Era primavera inoltrata, c’era già caldo. Abitavamo al piano terra e, per inaugurarlo, decidemmo di aprire il portoncino di casa sedendoci fuori. Il televisore troneggiava dall’interno, era centrato davanti la porta e, nonostante fosse piccolo, dall’esterno si vedeva che era una meraviglia. Il vicolo non era trafficato, all’epoca non giravano molte auto in città e le poche che circolavano, a quell’ora, non sarebbero sicuramente transitate per la nostra via.

Stavamo per goderci la prima trasmissione televisiva seduti comodi a casa, come le persone benestanti, e la cosa non poteva passare inosservata. Infatti la nostra vicina sentendoci trafficare in strada si affacciò dalla finestra e,  rosa dalla curiosità, si avvicinò rimanendo affascinata alla vista del televisore. Senza preoccuparsi di chiedere permesso tornò a casa, chiamò il marito, e, trascinandosi due sedie, si sedettero entrambi dietro di noi a gustarsi lo spettacolo.

Solo alla fine delle trasmissioni i coniugi si alzarono e, ringraziando per la bella serata, se ne tornarono a casa soddisfatti.

La sera successiva la platea si ampliò. Si sparse la voce dell’evento e altri vicini, con altrettante sedie, dopo avere educatamente salutato, si accomodarono sul marciapiede davanti casa nostra molto soddisfatti perché non avrebbero consumato soldi all’oratorio per l’affitto delle sedie.

Nel giro di una settimana la chiesa perse clienti mentre si riempì di spettatori il “sagrato” di casa nostra. Non pensavamo di fare concorrenza a don Pasquale, ma così fu, senza volerlo.

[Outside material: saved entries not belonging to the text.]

//! # meme_stage
//!
//! Gesture-driven meme overlay.  Landmark frames flow in from a keyboard
//! simulator or a recorded replay; each frame is turned into features,
//! matched against the meme rules, and fed to the lifecycle coordinator,
//! whose activate/deactivate intents drive the overlay and the sound player.
//!
//! ```text
//! source ──Frame──▶ extractor ──FeatureMap──▶ matcher ──Option<meme>──▶ lifecycle
//!                                                                         │ Intent
//!                                                      overlay ◀──────────┤
//!                                                      audio   ◀──────────┘
//! ```
//!
//! ## Run modes
//!
//! * (default): **Simulation**, keyboard shortcuts pose a synthetic person.
//! * `--replay FILE`: frames from a JSON-lines recording, one `Frame` per line.
//! * `--replay FILE --headless`: no window, intents are logged.
//!
//! ### Simulation keyboard shortcuts
//!
//! | Key | Effect |
//! |---|---|
//! | `1` `2` `3` `4` | Neutral / T-pose / arms crossed / salute |
//! | `Z` / `X` | Cycle left / right hand: hidden, fist, peace, point, open |
//! | `A` / `D` | Raise or lower the left / right hand |
//! | `F` | Face on / off |
//! | `W` | Eyes wide |
//! | `J` | Head jitter (lowers face stillness) |
//! | `R` | Reload the meme configuration |
//! | `S` | Save a screenshot under `screenshots/` |
//! | `Q` / `Esc` | Quit |

//! ## Features
//!
//! | Feature | Effect |
//! |---|---|
//! | `audio` | Play meme sounds on the default output device through `rodio`. Without it, sounds are only logged. |

pub mod error;
pub mod lifecycle;
pub mod source;
pub mod audio;
pub mod overlay;
pub mod visualizer;
pub mod app;

pub use app::{run, run_headless, AppConfig, AppState, ReplaySummary};
pub use error::StageError;
pub use lifecycle::{dispatch, Intent, IntentSink, LifecycleCoordinator, MemeState};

Mio padre, che aveva poca pazienza, nei giorni successivi cominciò a brontolare perché gli ospiti non se ne andavano finchè dallo schermo del televisore non iniziava a scorrere all’indietro l’antenna della RAI, accompagnata  ‘dall’Armonia del Pianeta Saturno’, e compariva la scritta: “fine delle trasmissioni”.

“Qui si consuma troppa corrente” disse dopo una settimana a mia madre, parecchio scocciato, mentre richiudeva il portoncino di casa. Le settimane non erano arrivate a due che mio padre non ce la fece più a tacere. Al termine del programma di prima serata, senza alcuna remora, disse la frase che fu tra le risate riproposta per mesi nel quartiere e ricordata ancora oggi da tutti gli ospiti della serata: “Moglie, andiamo a letto che la gente se ne deve andare” e spense il televisore. Seguì un mormorio di disappunto, ma l’effetto fu immediato. Capirono l’antifona, raccolsero le sedie e tutti, bofonchiando, se ne tornarono a casa.

I miei genitori smisero così di aprire al pubblico l’accesso alle trasmissioni e riuscirono a preservare sia il bilancio della famiglia che quello di padre Pasquale. La serata si concluse alle 10:30 con la chiusura del sipario di cretone sul televisore. Anche se non avemmo più il pensiero degli ospiti da intrattenere, ma solo quello delle cambiali da pagare a fine mese, ci rendemmo conto che quell’elettrodomestico aveva cambiato la nostra vita.